Now that we’re back to riding again, I feel like I have bit more insight on working with a one-eyed horse. Here are just some general observations/comments that I feel could help other owners.

  • While Spiker was being introduced back to turn out, he was fairly heavily sedated to prevent himself from re-injuring himself during his newfound freedom. This included being sedated while under saddle. WHAT A DIFFERENT HORSE I have! While we were only walking (and lightly trotting), it was the spooking in the arena I was concerned about. The tranquilizer really seemed to take the edge off (too much he was sleepy, too little he was bucking with joy) and get him “used” to the arena again with less drama. If you have a horse that has recently undergone enucleation surgery, talk to your vet about mild sedation for the first few weeks under saddle if your horse is a high-wired/spooky type. Thanks to the tranq and regular work in the arena, he is unfazed by flapping birds/horses cantering by on his blind side/banging noises outside/etc. Although he has not been sedated in several months, he is much more accepting of his environment. I wish someone had mentioned to me when his eye was first removed!
  • Turnout, turnout, turnout. Now that Spiker is living outside, he is much more accepting of “the unknown” than before. He is all around much less spooky and “ready to work” when he comes into the barn. While he lived inside, he had a lot more time to ruminate about life and the dangers of the world. Consider leaving your horse outside, even if just for the first few months, so that he can “re-adjust” to his new world.
  • Allow your horse to “look”. When Spiker used to spook, I would bend his his head and neck away from the object and leg yield him slightly towards it. Now if he spooks, I allow him to put his head wherever he likes but still move towards the object. I find he feels much more comfortable with the freedom to examine objects in the manner he feels best.

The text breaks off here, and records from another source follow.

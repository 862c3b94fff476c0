// routeplan CLI - match customers between the planning workbook and the
// system export, apply the results and report on the difference.

mod apply;
mod exit_codes;
mod matching;
mod reports;

use std::path::{Path, PathBuf};
use std::process::ExitCode;

use clap::{Args, Parser, Subcommand};

use routeplan_io::IoError;
use routeplan_recon::{ReconConfig, ReconError};

use exit_codes::{EXIT_ERROR, EXIT_SUCCESS, EXIT_USAGE};

#[derive(Parser)]
#[command(name = "rplan")]
#[command(about = "Customer matching between route planning and the order export")]
#[command(long_version = long_version())]
#[command(version)]
struct Cli {
    #[command(subcommand)]
    command: Commands,
}

/// Options shared by every command that reads workbooks.
#[derive(Args, Debug, Clone, Default)]
pub struct ConfigArgs {
    /// TOML config file (thresholds, routes, sheet names, column names)
    #[arg(long, short = 'c', env = "RPLAN_CONFIG")]
    pub config: Option<PathBuf>,

    /// Score at or above which a match is HIGH confidence (0-100)
    #[arg(long, value_name = "SCORE")]
    pub threshold_high: Option<f64>,

    /// Score at or above which a match is MEDIUM confidence (0-100)
    #[arg(long, value_name = "SCORE")]
    pub threshold_medium: Option<f64>,

    /// Matcher cutoff; candidates below it are not matches (defaults to the medium threshold)
    #[arg(long, value_name = "SCORE")]
    pub min_score: Option<f64>,
}

#[derive(Subcommand)]
enum Commands {
    /// Match planning customers against the export and write a mapping file
    #[command(after_help = "\
Examples:
  rplan match --planning Planningstabel.xlsx --export export.csv
  rplan match --planning Planningstabel.xlsx --export export.xlsx -o mapping.csv
  rplan match --planning Planningstabel.xlsx --export export.csv --threshold-high 95 --json")]
    Match {
        /// Planning workbook (one sheet per route)
        #[arg(long, short = 'p')]
        planning: PathBuf,

        /// System export (CSV with a route column, or a workbook with one sheet per route)
        #[arg(long, short = 'e')]
        export: PathBuf,

        /// Mapping file to write
        #[arg(long, short = 'o', default_value = "mapping.csv")]
        output: PathBuf,

        #[command(flatten)]
        config: ConfigArgs,

        /// Print the full result set and statistics as JSON to stdout
        #[arg(long)]
        json: bool,
    },

    /// Apply a mapping file to the planning workbook (backup first, then confirm)
    #[command(after_help = "\
A timestamped backup (<name>_BACKUP_YYYYMMDD_HHMMSS.xlsx) is written next to the
planning workbook before anything else. Declining the prompt exits with code 1
and leaves the workbook untouched.

Examples:
  rplan apply --planning Planningstabel.xlsx --mapping mapping.csv
  rplan apply --planning Planningstabel.xlsx --mapping mapping.csv --include-review
  rplan apply --planning Planningstabel.xlsx --mapping mapping.csv -o updated.xlsx --yes")]
    Apply {
        /// Planning workbook to update
        #[arg(long, short = 'p')]
        planning: PathBuf,

        /// Mapping file written by `rplan match`
        #[arg(long, short = 'm')]
        mapping: PathBuf,

        /// Write the updated workbook here instead of replacing the input
        #[arg(long, short = 'o')]
        output: Option<PathBuf>,

        /// Also apply REVIEW (medium confidence) renames
        #[arg(long)]
        include_review: bool,

        /// Apply without asking for confirmation
        #[arg(long, short = 'y')]
        yes: bool,

        #[command(flatten)]
        config: ConfigArgs,

        /// Print the update report as JSON to stdout
        #[arg(long)]
        json: bool,
    },

    /// Compare customer lists and order counts per route (exact names)
    #[command(after_help = "\
Examples:
  rplan diff --planning Planningstabel.xlsx --export export.csv
  rplan diff --planning Planningstabel.xlsx --export export.csv -o diff.xlsx --json")]
    Diff {
        /// Planning workbook
        #[arg(long, short = 'p')]
        planning: PathBuf,

        /// System export
        #[arg(long, short = 'e')]
        export: PathBuf,

        /// Report workbook to write
        #[arg(long, short = 'o', default_value = "route_diff.xlsx")]
        output: PathBuf,

        #[command(flatten)]
        config: ConfigArgs,

        /// Print the per-route summary as JSON to stdout
        #[arg(long)]
        json: bool,
    },

    /// Measure how many export customers two planning versions contain
    #[command(after_help = "\
Examples:
  rplan compare --export export.csv --before Planningstabel_BACKUP_20260209_170503.xlsx --after Planningstabel.xlsx
  rplan compare --export export.csv --before old.xlsx --after new.xlsx -o comparison.xlsx --json")]
    Compare {
        /// System export (ground truth)
        #[arg(long, short = 'e')]
        export: PathBuf,

        /// Planning workbook before the update
        #[arg(long)]
        before: PathBuf,

        /// Planning workbook after the update
        #[arg(long)]
        after: PathBuf,

        /// Report workbook to write
        #[arg(long, short = 'o', default_value = "comparison.xlsx")]
        output: PathBuf,

        #[command(flatten)]
        config: ConfigArgs,

        /// Print the comparison as JSON to stdout
        #[arg(long)]
        json: bool,
    },
}

fn long_version() -> &'static str {
    if cfg!(debug_assertions) {
        concat!(
            env!("CARGO_PKG_VERSION"),
            " (", env!("GIT_COMMIT_HASH"), ")",
            "\nbuild:   debug",
            "\ntarget:  ", env!("TARGET"),
        )
    } else {
        concat!(
            env!("CARGO_PKG_VERSION"),
            " (", env!("GIT_COMMIT_HASH"), ")",
            "\nbuild:   release",
            "\ntarget:  ", env!("TARGET"),
        )
    }
}

fn main() -> ExitCode {
    env_logger::Builder::from_env(env_logger::Env::default().default_filter_or("warn"))
        .format_timestamp(None)
        .init();

    let cli = Cli::parse();

    let result = match cli.command {
        Commands::Match { planning, export, output, config, json } => {
            matching::cmd_match(&planning, &export, &output, &config, json)
        }
        Commands::Apply { planning, mapping, output, include_review, yes, config, json } => {
            apply::cmd_apply(&planning, &mapping, output, include_review, yes, &config, json)
        }
        Commands::Diff { planning, export, output, config, json } => {
            reports::cmd_diff(&planning, &export, &output, &config, json)
        }
        Commands::Compare { export, before, after, output, config, json } => {
            reports::cmd_compare(&export, &before, &after, &output, &config, json)
        }
    };

    match result {
        Ok(()) => ExitCode::from(EXIT_SUCCESS),
        Err(CliError { code, message, hint }) => {
            if !message.is_empty() {
                eprintln!("error: {}", message);
            }
            if let Some(hint) = hint {
                eprintln!("hint:  {}", hint);
            }
            ExitCode::from(code)
        }
    }
}

// ============================================================================
// Errors
// ============================================================================

#[derive(Debug)]
pub struct CliError {
    pub code: u8,
    pub message: String,
    pub hint: Option<String>,
}

impl CliError {
    pub fn usage(msg: impl Into<String>) -> Self {
        Self { code: EXIT_USAGE, message: msg.into(), hint: None }
    }

    pub fn runtime(msg: impl Into<String>) -> Self {
        Self { code: EXIT_ERROR, message: msg.into(), hint: None }
    }

    /// Add a hint to an existing error.
    pub fn with_hint(mut self, hint: impl Into<String>) -> Self {
        self.hint = Some(hint.into());
        self
    }
}

impl From<ReconError> for CliError {
    fn from(e: ReconError) -> Self {
        match e {
            ReconError::ConfigParse(_) | ReconError::ConfigValidation(_) => CliError::usage(e.to_string()),
            _ => CliError::runtime(e.to_string()),
        }
    }
}

impl From<IoError> for CliError {
    fn from(e: IoError) -> Self {
        match e {
            IoError::Recon(inner) => inner.into(),
            IoError::NotFound { .. } => CliError::runtime(e.to_string()).with_hint("check the path and try again"),
            IoError::MissingColumn { .. } => CliError::runtime(e.to_string())
                .with_hint("set the column names in the [export] section of the config"),
            IoError::MissingSheet { .. } => CliError::runtime(e.to_string())
                .with_hint("set the sheet names in the [export.sheets] section of the config"),
            IoError::Mapping { .. } => {
                CliError::runtime(e.to_string()).with_hint("regenerate the mapping file with `rplan match`")
            }
            other => CliError::runtime(other.to_string()),
        }
    }
}

/// Read the config file (if any) and apply the threshold flags.
pub fn load_config(args: &ConfigArgs) -> Result<ReconConfig, CliError> {
    let config = match &args.config {
        Some(path) => read_config(path)?,
        None => ReconConfig::default(),
    };
    let config = config.with_overrides(args.threshold_high, args.threshold_medium, args.min_score)?;
    log::debug!(
        "thresholds: high {} medium {} cutoff {}; scorer {}",
        config.thresholds.high,
        config.thresholds.medium,
        config.thresholds.cutoff(),
        config.scorer.kind
    );
    Ok(config)
}

fn read_config(path: &Path) -> Result<ReconConfig, CliError> {
    let text = std::fs::read_to_string(path).map_err(|e| {
        CliError::runtime(format!("cannot read config {}: {e}", path.display()))
            .with_hint("pass an existing file with --config")
    })?;
    ReconConfig::from_toml(&text).map_err(|e| CliError::usage(format!("{}: {e}", path.display())))
}

/// Pretty JSON to stdout.
pub fn print_json<T: serde::Serialize>(value: &T) -> Result<(), CliError> {
    let json = serde_json::to_string_pretty(value)
        .map_err(|e| CliError::runtime(format!("JSON serialization error: {e}")))?;
    println!("{json}");
    Ok(())
}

  • Stop and smell the roses. Similar to the previous point, if you are out hacking or in a new environment, allow your horse to stop and take a look around if he or she is feeling uncomfortable or tense. I tend to keep a deep seat and allow my reins to the buckle (do not do this if your horse has a tendency to buck/bolt!) so that as we walk, if he starts to tense up he can stop and look around of his own accord. Once he starts to relax, I can then ask him to move on. Sometimes we do get a spook/spin, but if I stay relaxed and centered he suddenly realizes that if I’m not upset, neither should he be. We then proceed onwards, usually without incident.
  • My horse has become extremely one-sided, with the strong side being the one with the remaining eye. When you train, be sure to pay attention to any weakness in the blind side so you can address muscle development and prevent your horse from becoming unilateral.
  • This may seem like stating the obvious, but always be medically cognizant of your horse’s healthy eye. Be sure to include an ocular check by a veterinarian at least once a year, and call your vet IMMEDIATELY if you notice anything unusual or different about the remaining eye. Many eye conditions can be averted if treated right after symptoms present themselves, so be sure to check the eye yourself EVERY time you see your horse. If you are going to be on vacation for an extended period of time, ask someone knowledgable at your barn to keep tabs on your horse while you are gone.

    Having a one-eyed horse felt like the impossible after Spiker’s diagnosis in the fall of 2008. I had never knowingly ridden a horse with impaired vision; how the hell could I guide my horse through this uncharted territory in equine care? Thanks to knowledge from my vets, other owners of blind horses online and taking things slowly, Spiker is a model example of how a horse can recover after enculeation surgery or vision impairment and continue to be a happy, healthy and (hopefully!) competitive horse.